England won the toss and elected to bat in the summit clash. It started proceedings with a slow and cautious approach at the Lord’s Cricket Ground, London. Sarah Taylor and Natalie Sciver put together a partnership of 83 runs for the fourth wicket to take their team to 146 for three in the 33rd over.

A jubilant England women's team celebrates after winning the Women's World Cup.   -  GETTY IMAGES

 

From there, England lost three wickets for just 18 runs, with Jhulan Goswami causing all the damage. Some rearguard action from the lower middle-order batters and tail-enders took the host to 228.

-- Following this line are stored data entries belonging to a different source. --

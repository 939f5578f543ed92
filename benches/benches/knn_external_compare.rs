// Copyright 2025 the Understory Authors
// SPDX-License-Identifier: Apache-2.0 OR MIT

#![cfg(feature = "compare_rstar")]

use criterion::{BatchSize, Criterion, Throughput, black_box, criterion_group, criterion_main};
use understory_quadtree::{Point, QuadTree, Region};

use rstar::RTree;

const SIDE: f64 = 1000.0;

struct Rng(u64);

impl Rng {
    fn next_f64(&mut self) -> f64 {
        let mut x = self.0;
        x ^= x << 13;
        x ^= x >> 7;
        x ^= x << 17;
        self.0 = x;
        ((x >> 11) as f64) / ((1u64 << 53) as f64)
    }
}

fn gen_points(count: usize, seed: u64) -> Vec<Point> {
    let mut rng = Rng(seed);
    (0..count)
        .map(|_| Point::new(rng.next_f64() * SIDE, rng.next_f64() * SIDE))
        .collect()
}

fn to_rstar_points(v: &[Point]) -> Vec<[f64; 2]> {
    v.iter().map(|p| [p.x, p.y]).collect()
}

fn bench_knn_external_compare(c: &mut Criterion) {
    let mut group = c.benchmark_group("knn_external_compare");
    let domain = Region::new(Point::ZERO, Point::new(SIDE, SIDE)).unwrap();
    let queries = gen_points(64, 0x1234_5678_9ABC_DEF0);
    for &n in &[10_000usize, 100_000] {
        let points = gen_points(n, 0xCAFE_F00D_DEAD_BEEF);

        group.throughput(Throughput::Elements(n as u64));
        group.bench_function(format!("understory_build_n{}", n), |b| {
            b.iter(|| {
                let mut tree = QuadTree::new(domain, 8).unwrap();
                tree.insert(&points, 0..points.len()).unwrap();
                black_box(tree.node_count());
            })
        });
        group.bench_function(format!("rstar_build_bulk_n{}", n), |b| {
            b.iter_batched(
                || to_rstar_points(&points),
                |pts| black_box(RTree::bulk_load(pts).size()),
                BatchSize::LargeInput,
            )
        });

        let mut tree = QuadTree::new(domain, 8).unwrap();
        tree.insert(&points, 0..points.len()).unwrap();
        let rtree = RTree::bulk_load(to_rstar_points(&points));

        group.throughput(Throughput::Elements(queries.len() as u64));
        for k in [1usize, 16] {
            group.bench_function(format!("understory_knn_n{}_k{}", n, k), |b| {
                b.iter(|| {
                    for &q in &queries {
                        black_box(tree.knn(&points, q, k).unwrap());
                    }
                })
            });
            group.bench_function(format!("rstar_knn_n{}_k{}", n, k), |b| {
                b.iter(|| {
                    for &q in &queries {
                        let hits: Vec<_> = rtree.nearest_neighbor_iter(&[q.x, q.y]).take(k).collect();
                        black_box(hits);
                    }
                })
            });
        }
    }
    group.finish();
}

criterion_group!(benches, bench_knn_external_compare);
criterion_main!(benches);
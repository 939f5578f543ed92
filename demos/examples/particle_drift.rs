// Copyright 2025 the Understory Authors
// SPDX-License-Identifier: Apache-2.0 OR MIT

//! Particles drifting in a box, re-indexed every step.
//!
//! Run:
//! - `cargo run -p understory_examples --example particle_drift`
//! - `RUST_LOG=understory_quadtree=debug cargo run -p understory_examples --example particle_drift`

use kurbo::{Point, Rect, Vec2};
use understory_quadtree::{Particle, QuadTree, QuadTreeConfig, Region};

const WORLD: Rect = Rect::new(0.0, 0.0, 512.0, 512.0);
const PARTICLES: usize = 2_000;
const STEPS: usize = 20;
const DT: f64 = 0.5;

struct Rng(u64);

impl Rng {
    fn next_f64(&mut self) -> f64 {
        let mut x = self.0;
        x ^= x << 13;
        x ^= x >> 7;
        x ^= x << 17;
        self.0 = x;
        ((x >> 11) as f64) / ((1_u64 << 53) as f64)
    }
}

fn main() {
    env_logger::Builder::from_default_env()
        .filter_level(log::LevelFilter::Info)
        .init();

    let mut rng = Rng(0x5EED_1234_ABCD_0001);
    let mut particles: Vec<Particle> = (0..PARTICLES)
        .map(|_| {
            let p = Point::new(rng.next_f64() * WORLD.x1, rng.next_f64() * WORLD.y1);
            let v = Vec2::new(rng.next_f64() * 40.0 - 20.0, rng.next_f64() * 40.0 - 20.0);
            Particle::new(p, v)
        })
        .collect();

    let domain = Region::from_rect(WORLD).expect("world rect is ordered");
    let config = QuadTreeConfig {
        bucket_size: 8,
        ..QuadTreeConfig::default()
    };
    let mut tree = QuadTree::with_config(domain, config).expect("bucket size is non-zero");
    tree.insert(&particles, 0..particles.len())
        .expect("particles start inside the world");
    log::info!(
        "indexed {} particles: {} nodes, depth {}",
        tree.len(),
        tree.node_count(),
        tree.depth()
    );

    let probe = WORLD.center();
    for step in 1..=STEPS {
        for p in &mut particles {
            p.advance(DT, WORLD);
        }
        let summary = tree.update(&particles).expect("particles stay inside the world");
        let nearest = tree
            .knn_with_distances(&particles, probe, 3)
            .expect("probe is finite");
        log::info!(
            "step {step:2}: relocated {:4}, split {:3}, merged {:3}, nodes {:4}",
            summary.relocated,
            summary.split,
            summary.merged,
            tree.node_count()
        );
        for (handle, distance) in nearest {
            log::debug!("  #{handle} at {distance:.2} from the center");
        }
    }
}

India’s chase began disastrously with Smriti Mandhana getting out for a duck in the second over. Captain Mithali Raj was then dismissed for 17 as India was reduced to 43 for two. Opener Punam Raut’s 86 and Harmanpreet Kaur’s 51 took the visitor closer to the target. It needed 38 runs from 44 balls, with seven wickets in hand, to be crowned World Champion.

One would have backed India to win it from here but that is when there was a change in the script. New-ball bowler Anya Shrubsole entered the fray once again. She wreaked havoc as the Indian batswomen fell one after the other like a pack of cards. Shrubsole ended the match with six wickets as India was all-out for 219, falling short of the target by nine runs.

England won the Women's World Cup for a fourth time, the third one at home. Skipper Heather Knight lifted the trophy and sent the fans at Lord’s into a frenzy.